Nach einer Stunde Gehzeit erreichen wir Einstieg zum Steig, der uns nun durch die Wolfsschlucht auf den Rücken des Blaubergkamms bringt. Rechter Hand eines Wasserfalls steigen wir in Serpentinen empor, bevor eine schrofige Passage folgt. Nach den Felsen schraubt sich der Pfad weiter in die Höhe, ehe wir auf eine weiteren steilen und felsigen Abschnitt treffen, der durch ein Drahtseil entschärft wurde. Zwischen Bäumen hindurch gewinnen wir über den Pfad die nächsten Höhenmeter. Im Anschluss folgen einige längere drahtseilgesicherte Schrofenpassagen. Nachdem die Stellen gemeistert wurden, gilt es noch einen steilen und sandigen Hang entlang eines Drahtseils zu queren.

Nach einer knappen Stunde lassen wir die Wolfsschlucht hinter uns, und erreichen sanfteres Gelände und schließlich einen Abzweig. Nach rechts würde man nun zum Schildenstein gelangen. Hier biegen wir allerdings links ab, und erreichen in weiteren zehn Minuten die Blaubergalm. An der Blaubergalm hat man die Möglichkeit Bio-Produkte aus eigener Produktion wie Käse und Speck zu erwerben. An der Alm blicken wir nun zudem in die abweisende Nordwand des Guffert. Hinterhalb der Alm schlängelt sich unser Weg nun steil den grasigen Hang empor. Je höher man steigt, desto weitreichender werden die Blicke. Der Roß- und Buchstein zeigt erstmals seine beide Zacken, und sobald wir den grasigen Rücken des Blaubergkamms erreichen, liegt uns die gesamte Bergwelt des Tegernseer Tals zu Füßen.

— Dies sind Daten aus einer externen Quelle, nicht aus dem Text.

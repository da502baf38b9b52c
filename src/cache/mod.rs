//! Kernel row cache
//!
//! Coordinate descent touches one kernel row per update. Small cells keep
//! the full Gram matrix in memory; for cells whose dense Gram would blow
//! the memory budget, rows are computed on demand and kept in an LRU cache
//! bounded by that same budget.

use lru::LruCache;
use std::num::NonZeroUsize;

/// LRU cache of kernel rows, bounded by an approximate byte budget.
pub struct RowCache {
    cache: LruCache<usize, Vec<f64>>,
    hits: u64,
    misses: u64,
}

impl RowCache {
    /// Create a cache holding at most `capacity` rows.
    pub fn new(capacity: usize) -> Self {
        let capacity = NonZeroUsize::new(capacity).unwrap_or(NonZeroUsize::new(1).unwrap());
        Self {
            cache: LruCache::new(capacity),
            hits: 0,
            misses: 0,
        }
    }

    /// Create a cache sized so that rows of `row_len` values stay within
    /// `memory_bytes`.
    pub fn with_memory_limit(memory_bytes: usize, row_len: usize) -> Self {
        let row_bytes = row_len.max(1) * std::mem::size_of::<f64>();
        Self::new((memory_bytes / row_bytes).max(1))
    }

    /// Fetch row `i`, computing and inserting it on a miss.
    pub fn row(&mut self, i: usize, compute: impl FnOnce() -> Vec<f64>) -> &[f64] {
        if self.cache.contains(&i) {
            self.hits += 1;
        } else {
            self.misses += 1;
            self.cache.put(i, compute());
        }
        self.cache.get(&i).expect("row just inserted")
    }

    /// Fraction of row fetches served from the cache.
    pub fn hit_rate(&self) -> f64 {
        let total = self.hits + self.misses;
        if total == 0 {
            0.0
        } else {
            self.hits as f64 / total as f64
        }
    }

    /// Drop all cached rows and reset the counters.
    pub fn clear(&mut self) {
        self.cache.clear();
        self.hits = 0;
        self.misses = 0;
    }
}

25 Minuten nach Aufbruch an der Blaubergalm stehen wir am unspektakulären Buckel der Wichtelplatte (1766 m). Nach einem kurzen Bergab und Bergauf überschreiten wir die latschenbewachsene Blaubergschneid (1788 m). Der Weg von der Blaubergschneid zum ausgeprägteren Blaubergkopf (1787 m) nimmt in eine gute halbe Stunde und einen größeren Gegenanstieg in Anspruch. Wir steigen nun abermals einige Meter bergab, um nun die Karspitz (1800 m) an deren rechter Flanke zu queren, und in einem finalen Anstieg in einer weiteren halben Stunde das Gipfelkreuz der Halserspitz zu erreichen. Im Osten zeigt sich uns nun der Wilden Kaiser, im Nordosten schließen zum Greifen nah die Berge des Spitzinggebiets an.


Beschriftetes Panoramafoto, Ausblick von der Halserspitz (3,2 MB)

Abstieg: Wir folgen dem Gipfelgrat wieder ein Stück entlang unseres Aufstiegswegs, bis ein Pfad nach rechts abzweigt. Der Weg ist nicht bezeichnet, einzig ein Schild fordert uns auf Trittsicherheit und Schwindelfreiheit zu besitzen. Zuerst geht es steil über schrofiges Terrain bergab. Im Anschluss queren wir die latschenbewachsene nördliche Flanke der Halserspitz. Nach weiteren Schrofen erreichen wir den oberen Rand eines Kars, den wir entlang eines Drahtseils überschreiten. Die größten Schwierigkeiten liegen nun hinter uns. Unser Pfad bahnt sich nun seinen Weg zwischen Latschen und niedrigen Sträuchern hindurch.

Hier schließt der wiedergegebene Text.